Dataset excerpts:
>>>

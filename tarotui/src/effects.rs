use ratatui::layout::Rect;
use ratatui::style::Color;
use tachyonfx::fx;
use tachyonfx::{Effect, EffectManager, Interpolation, Motion};

/// Our keyed effect manager using tachyonfx's built-in EffectManager
pub type FxManager = EffectManager<&'static str>;

const FELT: Color = Color::Rgb(24, 20, 44);

/// Popup materializes over the same 300ms as its scale-in
pub fn popup_open(area: Rect) -> Effect {
    fx::coalesce((300, Interpolation::CubicOut)).with_area(area)
}

/// Effect for a popup visibility change. Closing has none of its own; the
/// exit is the popup's fade-out plus the particle burst.
pub fn popup_transition(visible: bool, area: Rect) -> Option<Effect> {
    visible.then(|| popup_open(area))
}

/// Fresh spread sweeps across the table left to right, like cards laid down
pub fn deal_slide(area: Rect) -> Effect {
    fx::slide_in(Motion::LeftToRight, 6, 2, FELT, (450, Interpolation::QuadOut)).with_area(area)
}

/// Slow candle-like flicker on the table heading
pub fn title_shimmer(area: Rect) -> Effect {
    let shift = fx::hsl_shift_fg([8.0, 0.0, 0.18], (2000, Interpolation::SineInOut));
    fx::repeating(fx::ping_pong(shift)).with_area(area)
}

#[cfg(test)]
mod tests {
    use super::*;

    #[test]
    fn test_only_opening_gets_an_effect() {
        let area = Rect::new(10, 5, 60, 20);
        assert!(popup_transition(true, area).is_some());
        assert!(popup_transition(false, area).is_none());
    }
}
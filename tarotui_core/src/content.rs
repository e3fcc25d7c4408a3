use std::path::{Path, PathBuf};

use tracing::debug;

use crate::card::{CardReferenceEntry, DisplayedCard, Orientation, ReferenceDeck};
use crate::interpretation::interpretation;

/// Answers whether an image can actually be shown
pub trait ImageProbe {
    fn can_load(&self, path: &Path) -> bool;
}

/// Treats any existing regular file as loadable
#[derive(Debug, Clone, Copy, Default)]
pub struct FsProbe;

impl ImageProbe for FsProbe {
    fn can_load(&self, path: &Path) -> bool {
        path.is_file()
    }
}

/// Where card images live and what to show when one is missing
#[derive(Debug, Clone, PartialEq, Eq)]
pub struct AssetPaths {
    pub image_dir: PathBuf,
    pub default_image: PathBuf,
}

impl AssetPaths {
    pub fn new(image_dir: impl Into<PathBuf>, default_image: impl Into<PathBuf>) -> Self {
        Self {
            image_dir: image_dir.into(),
            default_image: default_image.into(),
        }
    }
}

#[derive(Debug, Clone, PartialEq, Eq)]
pub struct ResolvedImage {
    /// Path picked from the reference entry, the card, or the default
    pub requested: PathBuf,
    /// Path actually shown after the load check
    pub path: PathBuf,
}

impl ResolvedImage {
    pub fn fell_back(&self) -> bool {
        self.requested != self.path
    }
}

/// Everything the popup shows for one card
#[derive(Debug, Clone, PartialEq, Eq)]
pub struct CardContent {
    pub title: String,
    pub number: Option<String>,
    pub arcana: Option<String>,
    pub suit: Option<String>,
    pub orientation: Orientation,
    pub meaning: String,
    pub interpretation: &'static str,
    pub image: ResolvedImage,
}

impl CardContent {
    pub fn resolve(
        card: &DisplayedCard,
        deck: Option<&ReferenceDeck>,
        assets: &AssetPaths,
        probe: &dyn ImageProbe,
    ) -> Self {
        let entry = deck.and_then(|deck| deck.find(&card.name));
        let image = resolve_image(card, entry, assets, probe);

        Self {
            title: card.name.clone(),
            number: entry.map(|e| e.number.clone()),
            arcana: entry.map(|e| e.arcana.clone()),
            suit: entry.and_then(|e| e.suit.clone()),
            orientation: card.orientation(),
            meaning: card.meaning().to_string(),
            interpretation: interpretation(&card.name, card.orientation()),
            image,
        }
    }

    /// Labelled rows in display order: number, type, suit, then orientation
    pub fn detail_rows(&self) -> Vec<(&'static str, String)> {
        let mut rows = Vec::with_capacity(4);
        if let Some(number) = &self.number {
            rows.push(("编号", number.clone()));
        }
        if let Some(arcana) = &self.arcana {
            rows.push(("类型", arcana.clone()));
        }
        if let Some(suit) = &self.suit {
            rows.push(("花色", suit.clone()));
        }
        rows.push(("状态", self.orientation.label().to_string()));
        rows
    }

    pub fn has_reference(&self) -> bool {
        self.number.is_some()
    }
}

fn resolve_image(
    card: &DisplayedCard,
    entry: Option<&CardReferenceEntry>,
    assets: &AssetPaths,
    probe: &dyn ImageProbe,
) -> ResolvedImage {
    let requested = match (entry, &card.image) {
        (Some(entry), _) => assets.image_dir.join(&entry.img),
        (None, Some(image)) => image.clone(),
        (None, None) => assets.default_image.clone(),
    };

    let path = if probe.can_load(&requested) {
        requested.clone()
    } else {
        debug!(card = %card.name, image = %requested.display(), "image missing, using default");
        assets.default_image.clone()
    };

    ResolvedImage { requested, path }
}
use std::collections::{HashMap, HashSet};

use crate::{account, block};

#[derive(Debug, Clone, PartialEq, Eq, thiserror::Error)]
pub enum Error {
    #[error("block not notarized: {valid} valid tickets, {required} required")]
    NotNotarized { valid: usize, required: usize },
    #[error("malformed block: {0}")]
    Block(#[from] block::Error),
}

/// Notarization and structure checks the sync engine consumes.
pub trait Verifier: Send + Sync {
    fn verify_notarization(&self, hash: &str, tickets: &[block::Ticket]) -> Result<(), Error>;

    fn validate_block(&self, b: &block::Block) -> Result<(), Error> {
        Ok(b.validate()?)
    }
}

/// Counts distinct known signers with a valid signature over the block hash.
#[derive(Debug, Clone)]
pub struct ThresholdVerifier {
    keys: HashMap<account::NodeId, account::PublicKey>,
    threshold: u32,
}

impl ThresholdVerifier {
    /// `threshold` is the percentage of the signer set required, 1..=100.
    pub fn new(keys: impl IntoIterator<Item = account::PublicKey>, threshold: u32) -> Self {
        let keys = keys.into_iter().map(|pk| (account::id_of(&pk), pk)).collect();
        Self { keys, threshold: threshold.clamp(1, 100) }
    }

    pub fn required(&self) -> usize {
        let n = self.keys.len() as u64;
        (((n * self.threshold as u64) + 99) / 100).max(1) as usize
    }
}

impl Verifier for ThresholdVerifier {
    fn verify_notarization(&self, hash: &str, tickets: &[block::Ticket]) -> Result<(), Error> {
        let required = self.required();
        let mut signers = HashSet::new();
        for ticket in tickets {
            if signers.contains(ticket.signer.as_str()) {
                continue;
            }
            let Some(pk) = self.keys.get(&ticket.signer) else { continue };
            if account::verify_hash(pk, hash, &ticket.signature) {
                signers.insert(ticket.signer.as_str());
                if signers.len() >= required {
                    return Ok(());
                }
            }
        }
        Err(Error::NotNotarized { valid: signers.len(), required })
    }
}
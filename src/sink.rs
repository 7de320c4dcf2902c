use tracing::debug;

use crate::{block, txn};

/// Receives a summary of every finalized block for the secondary projection.
pub trait Sink: Send + Sync {
    fn block_finalized(&self, summary: &block::Summary, txns: &[txn::Summary]);
}

/// Default sink: the projection lives elsewhere, so just trace what would be sent.
#[derive(Debug, Default)]
pub struct LogSink;

impl Sink for LogSink {
    fn block_finalized(&self, summary: &block::Summary, txns: &[txn::Summary]) {
        debug!(round = summary.round, hash = %summary.hash, txns = txns.len(), "block summary");
    }
}

#[cfg(test)]
pub mod tests {
    use super::*;
    use parking_lot::Mutex;

    /// Remembers every round it was handed.
    #[derive(Debug, Default)]
    pub struct RecordingSink {
        pub rounds: Mutex<Vec<i64>>,
    }

    impl Sink for RecordingSink {
        fn block_finalized(&self, summary: &block::Summary, _txns: &[txn::Summary]) {
            self.rounds.lock().push(summary.round);
        }
    }

    #[test]
    fn records() {
        let sink = RecordingSink::default();
        let b = block::Block::genesis();
        LogSink.block_finalized(&b.summary(), &b.txn_summaries());
        sink.block_finalized(&b.summary(), &b.txn_summaries());
        assert_eq!(*sink.rounds.lock(), vec![0]);
    }
}
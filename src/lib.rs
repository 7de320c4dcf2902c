pub mod account;
pub mod app;
pub mod block;
pub mod cache;
pub mod config;
pub mod engine;
pub mod health;
pub mod msg;
pub mod node;
pub mod peer;
pub mod prune;
pub mod registration;
pub mod rejoin;
pub mod round;
pub mod shard;
pub mod sink;
pub mod store;
pub mod tiering;
pub mod txn;
pub mod verify;
use serde::{Serialize, Deserialize};
use sha2::{Sha256, Digest};
use std::fmt::Debug;

use crate::account;

/// Address of the miner smart contract that registration transactions go to.
pub const MINER_SC_ADDRESS: &str =
    "6dba10422e368813802877a85039d3985d96760ed844092319743fb3a76712d9";

#[derive(Debug, Clone, Serialize, Deserialize, PartialEq, Eq)]
pub struct Txn {
    pub hash: String,
    pub client_id: account::NodeId,
    pub public_key: String,
    pub to_client_id: String,
    pub value: u64,
    pub data: String,
    pub creation: i64,
    pub signature: String,
}

/// Payload of a smart contract call, carried json-encoded in `Txn::data`.
#[derive(Debug, Clone, Serialize, Deserialize, PartialEq, Eq)]
pub struct ScData {
    pub name: String,
    pub input: serde_json::Value,
}

/// What the sharder keeps per transaction once its block is finalized.
#[derive(Debug, Clone, Serialize, Deserialize, PartialEq, Eq)]
pub struct Summary {
    pub hash: String,
    pub block_hash: String,
    pub round: i64,
}

#[derive(Debug, Clone, PartialEq, Eq, thiserror::Error)]
pub enum Error {
    #[error("transaction hash mismatch")]
    BadHash,
    #[error("bad public key")]
    BadFromPk,
    #[error("client id does not match public key")]
    BadClientId,
    #[error("bad signature")]
    BadSig,
}

impl Txn {
    pub fn new(kp: &account::Keypair, to_client_id: &str, value: u64, data: String) -> Self {
        let mut txn = Self {
            hash: String::new(),
            client_id: kp.id(),
            public_key: kp.public_hex(),
            to_client_id: to_client_id.to_string(),
            value,
            data,
            creation: chrono::Utc::now().timestamp(),
            signature: String::new(),
        };
        txn.hash = txn.compute_hash();
        txn.signature = kp.sign_hash(&txn.hash);
        txn
    }

    pub fn smart_contract(kp: &account::Keypair, to_client_id: &str, name: &str, input: serde_json::Value) -> Self {
        let data = ScData { name: name.to_string(), input };
        let data = serde_json::to_string(&data).expect("sc data serializes");
        Self::new(kp, to_client_id, 0, data)
    }

    pub fn compute_hash(&self) -> String {
        let mut hasher = Sha256::new();
        hasher.update(self.client_id.as_bytes());
        hasher.update(self.to_client_id.as_bytes());
        hasher.update(self.value.to_be_bytes());
        hasher.update(self.creation.to_be_bytes());
        hasher.update(Sha256::digest(self.data.as_bytes()));
        hex::encode(hasher.finalize())
    }

    pub fn verify(&self) -> Result<(), Error> {
        if self.hash != self.compute_hash() {
            return Err(Error::BadHash);
        }
        let pk = account::public_key_from_hex(&self.public_key).map_err(|_| Error::BadFromPk)?;
        if account::id_of(&pk) != self.client_id {
            return Err(Error::BadClientId);
        }
        if !account::verify_hash(&pk, &self.hash, &self.signature) {
            return Err(Error::BadSig);
        }
        Ok(())
    }

    pub fn summary(&self, block_hash: &str, round: i64) -> Summary {
        Summary { hash: self.hash.clone(), block_hash: block_hash.to_string(), round }
    }
}
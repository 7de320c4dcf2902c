use serde::{Serialize, Deserialize};

use crate::block;

/// One unit of consensus height, as seen by this sharder.
#[derive(Debug, Clone, Default, Serialize, Deserialize, PartialEq, Eq)]
pub struct Round {
    pub number: i64,
    pub block_hash: String,
    pub random_seed: u64,
    pub rank: i32,
    pub finalized: bool,
    // candidate blocks seen before finalization, never persisted
    #[serde(skip)]
    candidates: Vec<(String, i32)>,
}

#[derive(Debug, Clone, PartialEq, Eq, thiserror::Error)]
pub enum Error {
    #[error("block for round {got} offered to round {want}")]
    WrongRound { want: i64, got: i64 },
    #[error("round {round} already finalized with {hash}")]
    Conflict { round: i64, hash: String },
}

impl Round {
    pub fn new(number: i64) -> Self {
        Self { number, ..Default::default() }
    }

    pub fn genesis() -> Self {
        let mut r = Self::new(0);
        r.finalize(&block::Block::genesis());
        r
    }

    /// A stored round only counts if it is finalized and names its block.
    pub fn is_valid(&self) -> bool {
        self.finalized && !self.block_hash.is_empty()
    }

    /// Registers a candidate block; rejects anything that contradicts a finalized round.
    pub fn add_block(&mut self, b: &block::Block) -> Result<(), Error> {
        if b.round != self.number {
            return Err(Error::WrongRound { want: self.number, got: b.round });
        }
        if self.finalized {
            if self.block_hash == b.hash {
                return Ok(());
            }
            return Err(Error::Conflict { round: self.number, hash: self.block_hash.clone() });
        }
        if !self.candidates.iter().any(|(h, _)| h == &b.hash) {
            self.candidates.push((b.hash.clone(), b.round_rank));
        }
        Ok(())
    }

    /// Best (lowest) rank among the candidates seen so far.
    pub fn best_rank(&self) -> Option<i32> {
        self.candidates.iter().map(|(_, r)| *r).min()
    }

    pub fn finalize(&mut self, b: &block::Block) {
        self.block_hash = b.hash.clone();
        self.random_seed = b.random_seed;
        self.rank = b.round_rank;
        self.finalized = true;
        self.candidates.clear();
    }
}
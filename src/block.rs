use serde::{Serialize, Deserialize};
use sha2::Sha256;
use digest::Digest;
use std::collections::HashSet;

use crate::account;
use crate::txn;

pub const MAX_BLOCK_SIZE: usize = 1024;

pub const GENESIS_HASH: &str = "ed79cae70d439c11258236da1dfa6fc550f7cc569768304623e8fbd7d70efae4";

/// Block hashes are hex sha256: 64 lowercase hex digits and nothing else.
pub fn is_hash(s: &str) -> bool {
    s.len() == 64 && s.bytes().all(|c| matches!(c, b'0'..=b'9' | b'a'..=b'f'))
}

/// A verification ticket: one consensus participant's signature over a block hash.
#[derive(Debug, Clone, Serialize, Deserialize, PartialEq, Eq, Hash)]
pub struct Ticket {
    pub signer: account::NodeId,
    pub signature: String,
}

#[derive(Debug, Clone, Serialize, Deserialize, PartialEq, Eq)]
pub struct Block {
    pub round: i64,
    pub hash: String,
    pub prev_hash: String,
    pub miner_id: account::NodeId,
    pub round_rank: i32,
    pub random_seed: u64,
    pub state_hash: String,
    pub creation: i64,
    pub txns: Vec<txn::Txn>,
    #[serde(default)]
    pub tickets: Vec<Ticket>,
}

/// The per-block record handed to the event projection.
#[derive(Debug, Clone, Serialize, Deserialize, PartialEq, Eq)]
pub struct Summary {
    pub hash: String,
    pub round: i64,
    pub prev_hash: String,
    pub miner_id: account::NodeId,
    pub state_hash: String,
    pub round_rank: i32,
    pub num_txns: usize,
    pub creation: i64,
}

#[derive(Debug, Clone, PartialEq, Eq, thiserror::Error)]
pub enum Error {
    #[error("block hash does not match contents")]
    BadHash,
    #[error("negative round")]
    BadRound,
    #[error("missing previous block hash")]
    NoPrev,
    #[error("block has {0} transactions")]
    TooBig(usize),
    #[error("duplicate transaction {0}")]
    DuplicateTxn(String),
    #[error("invalid transaction {0}: {1}")]
    BadTxn(String, txn::Error),
}

impl Block {
    pub fn genesis() -> Self {
        Self {
            round: 0,
            hash: GENESIS_HASH.to_string(),
            prev_hash: String::new(),
            miner_id: String::new(),
            round_rank: 0,
            random_seed: 839695260482366273,
            state_hash: String::new(),
            creation: 0,
            txns: Vec::new(),
            tickets: Vec::new(),
        }
    }

    pub fn is_genesis(&self) -> bool {
        self.round == 0 && self.hash == GENESIS_HASH
    }

    pub fn txns_hash(&self) -> [u8; 32] {
        let mut hasher = Sha256::new();
        for txn in &self.txns {
            hasher.update(txn.hash.as_bytes());
        }
        hasher.finalize().into()
    }

    pub fn compute_hash(&self) -> String {
        let mut hasher = Sha256::new();
        hasher.update(self.round.to_be_bytes());
        hasher.update(self.prev_hash.as_bytes());
        hasher.update(self.miner_id.as_bytes());
        hasher.update(self.round_rank.to_be_bytes());
        hasher.update(self.random_seed.to_be_bytes());
        hasher.update(self.state_hash.as_bytes());
        hasher.update(self.creation.to_be_bytes());
        hasher.update(self.txns_hash());
        hex::encode(hasher.finalize())
    }

    /// Structural checks only; notarization is the verifier's job.
    pub fn validate(&self) -> Result<(), Error> {
        if self.is_genesis() {
            return Ok(());
        }
        if self.round < 0 {
            return Err(Error::BadRound);
        }
        if self.prev_hash.is_empty() {
            return Err(Error::NoPrev);
        }
        if self.txns.len() > MAX_BLOCK_SIZE {
            return Err(Error::TooBig(self.txns.len()));
        }
        if self.hash != self.compute_hash() {
            return Err(Error::BadHash);
        }
        let mut seen = HashSet::with_capacity(self.txns.len());
        for txn in &self.txns {
            if !seen.insert(txn.hash.as_str()) {
                return Err(Error::DuplicateTxn(txn.hash.clone()));
            }
            txn.verify().map_err(|e| Error::BadTxn(txn.hash.clone(), e))?;
        }
        Ok(())
    }

    pub fn summary(&self) -> Summary {
        Summary {
            hash: self.hash.clone(),
            round: self.round,
            prev_hash: self.prev_hash.clone(),
            miner_id: self.miner_id.clone(),
            state_hash: self.state_hash.clone(),
            round_rank: self.round_rank,
            num_txns: self.txns.len(),
            creation: self.creation,
        }
    }

    pub fn txn_summaries(&self) -> Vec<txn::Summary> {
        self.txns.iter().map(|t| t.summary(&self.hash, self.round)).collect()
    }
}

/// Assembles a block on top of a parent, the way a miner would.
#[derive(Debug, Clone)]
pub struct Builder {
    pub round: i64,
    pub prev_hash: String,
    pub round_rank: i32,
    pub random_seed: u64,
    pub state_hash: String,
    pub txns: Vec<txn::Txn>,
}

impl Builder {
    pub fn new(prev: &Block) -> Self {
        Self::at(prev.round + 1, &prev.hash)
    }

    pub fn at(round: i64, prev_hash: &str) -> Self {
        let digest = Sha256::digest(format!("{}{}", round, prev_hash));
        let mut seed = [0u8; 8];
        seed.copy_from_slice(&digest[..8]);
        Self {
            round,
            prev_hash: prev_hash.to_string(),
            round_rank: 0,
            random_seed: u64::from_be_bytes(seed),
            state_hash: hex::encode(Sha256::digest(round.to_be_bytes())),
            txns: Vec::new(),
        }
    }

    pub fn add(&mut self, txn: txn::Txn) -> &mut Self {
        self.txns.push(txn);
        self
    }

    pub fn finalize(self, miner: &account::Keypair) -> Block {
        let mut block = Block {
            round: self.round,
            hash: String::new(),
            prev_hash: self.prev_hash,
            miner_id: miner.id(),
            round_rank: self.round_rank,
            random_seed: self.random_seed,
            state_hash: self.state_hash,
            creation: chrono::Utc::now().timestamp(),
            txns: self.txns,
            tickets: Vec::new(),
        };
        block.hash = block.compute_hash();
        block
    }

    /// Finalizes and attaches a verification ticket from every signer.
    pub fn notarize(self, miner: &account::Keypair, signers: &[account::Keypair]) -> Block {
        let mut block = self.finalize(miner);
        block.tickets = signers
            .iter()
            .map(|kp| Ticket { signer: kp.id(), signature: kp.sign_hash(&block.hash) })
            .collect();
        block
    }
}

<<<

Exercise description
Find every line above that contains the word "PathBuf", and return each one.

Result
use std::path::{Path, PathBuf};
    pub image_dir: PathBuf,
    pub default_image: PathBuf,
    pub fn new(image_dir: impl Into<PathBuf>, default_image: impl Into<PathBuf>) -> Self {
    pub requested: PathBuf,
    pub path: PathBuf,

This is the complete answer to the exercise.